*Aim of the task*: Below you will find a set of lines. Repeat them all exactly.
== Records provided
//! Append-only run log. Every observable state change (sensor tick or
//! accepted command) produces one [`RunRecord`]; a single writer task
//! persists them and mirrors them to MQTT when a broker is configured.

use rumqttc::{AsyncClient, QoS};
use serde::Serialize;
use time::OffsetDateTime;
use tokio::sync::mpsc;
use tracing::{debug, error, warn};

use crate::db::Db;
use crate::policy::{ActuatorStates, Mode};

/// Buffered records before producers start dropping.
pub const RECORD_QUEUE: usize = 256;

pub type RecordSink = mpsc::Sender<RunRecord>;

#[derive(Debug, Clone, PartialEq, Serialize)]
pub struct RunRecord {
    #[serde(with = "time::serde::rfc3339")]
    pub ts: OffsetDateTime,
    pub mode: Mode,
    pub stage_index: usize,
    pub stage_name: String,
    /// `None` when the latest reading is not valid.
    pub temperature: Option<f32>,
    pub humidity: Option<f32>,
    pub alarm_active: bool,
    pub actuators: ActuatorStates,
}

/// Queue a record without ever blocking the caller.
pub fn emit(sink: &RecordSink, record: RunRecord) {
    match sink.try_send(record) {
        Ok(()) => {}
        Err(mpsc::error::TrySendError::Full(_)) => {
            warn!("run log queue full — dropping record");
        }
        Err(mpsc::error::TrySendError::Closed(_)) => {
            debug!("run log writer gone — dropping record");
        }
    }
}

/// Where records end up besides the database.
pub struct Telemetry {
    pub client: AsyncClient,
    pub topic: String,
}

/// Drain the queue until every sender is dropped.
pub async fn run_writer(
    mut rx: mpsc::Receiver<RunRecord>,
    db: Db,
    telemetry: Option<Telemetry>,
) {
    while let Some(record) = rx.recv().await {
        if let Err(e) = db.insert_record(&record).await {
            error!("run log: insert failed: {e:#}");
        }

        if let Some(t) = &telemetry {
            match serde_json::to_vec(&record) {
                Ok(payload) => {
                    if let Err(e) = t
                        .client
                        .publish(&t.topic, QoS::AtMostOnce, false, payload)
                        .await
                    {
                        warn!(topic = %t.topic, "run log: publish failed: {e}");
                    }
                }
                Err(e) => error!("run log: serialise failed: {e}"),
            }
        }
    }
    debug!("run log writer stopped");
}

#[cfg(test)]
mod tests {
    use super::*;

    fn sample() -> RunRecord {
        RunRecord {
            ts: OffsetDateTime::from_unix_timestamp(1_700_000_000).unwrap(),
            mode: Mode::Auto,
            stage_index: 1,
            stage_name: "LEAF_DRYING".into(),
            temperature: Some(44.5),
            humidity: None,
            alarm_active: false,
            actuators: ActuatorStates::default(),
        }
    }

    #[test]
    fn record_serializes_invalid_reading_as_null() {
        let json = serde_json::to_value(sample()).unwrap();
        assert_eq!(json["mode"], "AUTO");
        assert_eq!(json["stage_name"], "LEAF_DRYING");
        assert!(json["humidity"].is_null());
        assert_eq!(json["ts"], "2023-11-14T22:13:20Z");
        assert_eq!(json["actuators"]["fan-1"], false);
    }

    #[tokio::test]
    async fn emit_drops_when_queue_full() {
        let (tx, mut rx) = mpsc::channel(1);
        emit(&tx, sample());
        emit(&tx, sample()); // full, must not block
        assert!(rx.try_recv().is_ok());
        assert!(rx.try_recv().is_err());
    }

    #[tokio::test]
    async fn writer_persists_until_senders_drop() {
        let db = Db::connect("sqlite::memory:").await.unwrap();
        db.migrate().await.unwrap();

        let (tx, rx) = mpsc::channel(8);
        emit(&tx, sample());
        emit(&tx, sample());
        drop(tx);

        run_writer(rx, db.clone(), None).await;

        let rows = db.recent_records(10).await.unwrap();
        assert_eq!(rows.len(), 2);
    }
}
====
*Result*:
//! Append-only run log. Every observable state change (sensor tick or
//! accepted command) produces one [`RunRecord`]; a single writer task
//! persists them and mirrors them to MQTT when a broker is configured.

use rumqttc::{AsyncClient, QoS};
use serde::Serialize;
use time::OffsetDateTime;
use tokio::sync::mpsc;
use tracing::{debug, error, warn};

use crate::db::Db;
use crate::policy::{ActuatorStates, Mode};

/// Buffered records before producers start dropping.
pub const RECORD_QUEUE: usize = 256;

pub type RecordSink = mpsc::Sender<RunRecord>;

#[derive(Debug, Clone, PartialEq, Serialize)]
pub struct RunRecord {
    #[serde(with = "time::serde::rfc3339")]
    pub ts: OffsetDateTime,
    pub mode: Mode,
    pub stage_index: usize,
    pub stage_name: String,
    /// `None` when the latest reading is not valid.
    pub temperature: Option<f32>,
    pub humidity: Option<f32>,
    pub alarm_active: bool,
    pub actuators: ActuatorStates,
}

/// Queue a record without ever blocking the caller.
pub fn emit(sink: &RecordSink, record: RunRecord) {
    match sink.try_send(record) {
        Ok(()) => {}
        Err(mpsc::error::TrySendError::Full(_)) => {
            warn!("run log queue full — dropping record");
        }
        Err(mpsc::error::TrySendError::Closed(_)) => {
            debug!("run log writer gone — dropping record");
        }
    }
}

/// Where records end up besides the database.
pub struct Telemetry {
    pub client: AsyncClient,
    pub topic: String,
}

/// Drain the queue until every sender is dropped.
pub async fn run_writer(
    mut rx: mpsc::Receiver<RunRecord>,
    db: Db,
    telemetry: Option<Telemetry>,
) {
    while let Some(record) = rx.recv().await {
        if let Err(e) = db.insert_record(&record).await {
            error!("run log: insert failed: {e:#}");
        }

        if let Some(t) = &telemetry {
            match serde_json::to_vec(&record) {
                Ok(payload) => {
                    if let Err(e) = t
                        .client
                        .publish(&t.topic, QoS::AtMostOnce, false, payload)
                        .await
                    {
                        warn!(topic = %t.topic, "run log: publish failed: {e}");
                    }
                }
                Err(e) => error!("run log: serialise failed: {e}"),
            }
        }
    }
    debug!("run log writer stopped");
}

#[cfg(test)]
mod tests {
    use super::*;

    fn sample() -> RunRecord {
        RunRecord {
            ts: OffsetDateTime::from_unix_timestamp(1_700_000_000).unwrap(),
            mode: Mode::Auto,
            stage_index: 1,
            stage_name: "LEAF_DRYING".into(),
            temperature: Some(44.5),
            humidity: None,
            alarm_active: false,
            actuators: ActuatorStates::default(),
        }
    }

    #[test]
    fn record_serializes_invalid_reading_as_null() {
        let json = serde_json::to_value(sample()).unwrap();
        assert_eq!(json["mode"], "AUTO");
        assert_eq!(json["stage_name"], "LEAF_DRYING");
        assert!(json["humidity"].is_null());
        assert_eq!(json["ts"], "2023-11-14T22:13:20Z");
        assert_eq!(json["actuators"]["fan-1"], false);
    }

    #[tokio::test]
    async fn emit_drops_when_queue_full() {
        let (tx, mut rx) = mpsc::channel(1);
        emit(&tx, sample());
        emit(&tx, sample()); // full, must not block
        assert!(rx.try_recv().is_ok());
        assert!(rx.try_recv().is_err());
    }

    #[tokio::test]
    async fn writer_persists_until_senders_drop() {
        let db = Db::connect("sqlite::memory:").await.unwrap();
        db.migrate().await.unwrap();

        let (tx, rx) = mpsc::channel(8);
        emit(&tx, sample());
        emit(&tx, sample());
        drop(tx);

        run_writer(rx, db.clone(), None).await;

        let rows = db.recent_records(10).await.unwrap();
        assert_eq!(rows.len(), 2);
    }
}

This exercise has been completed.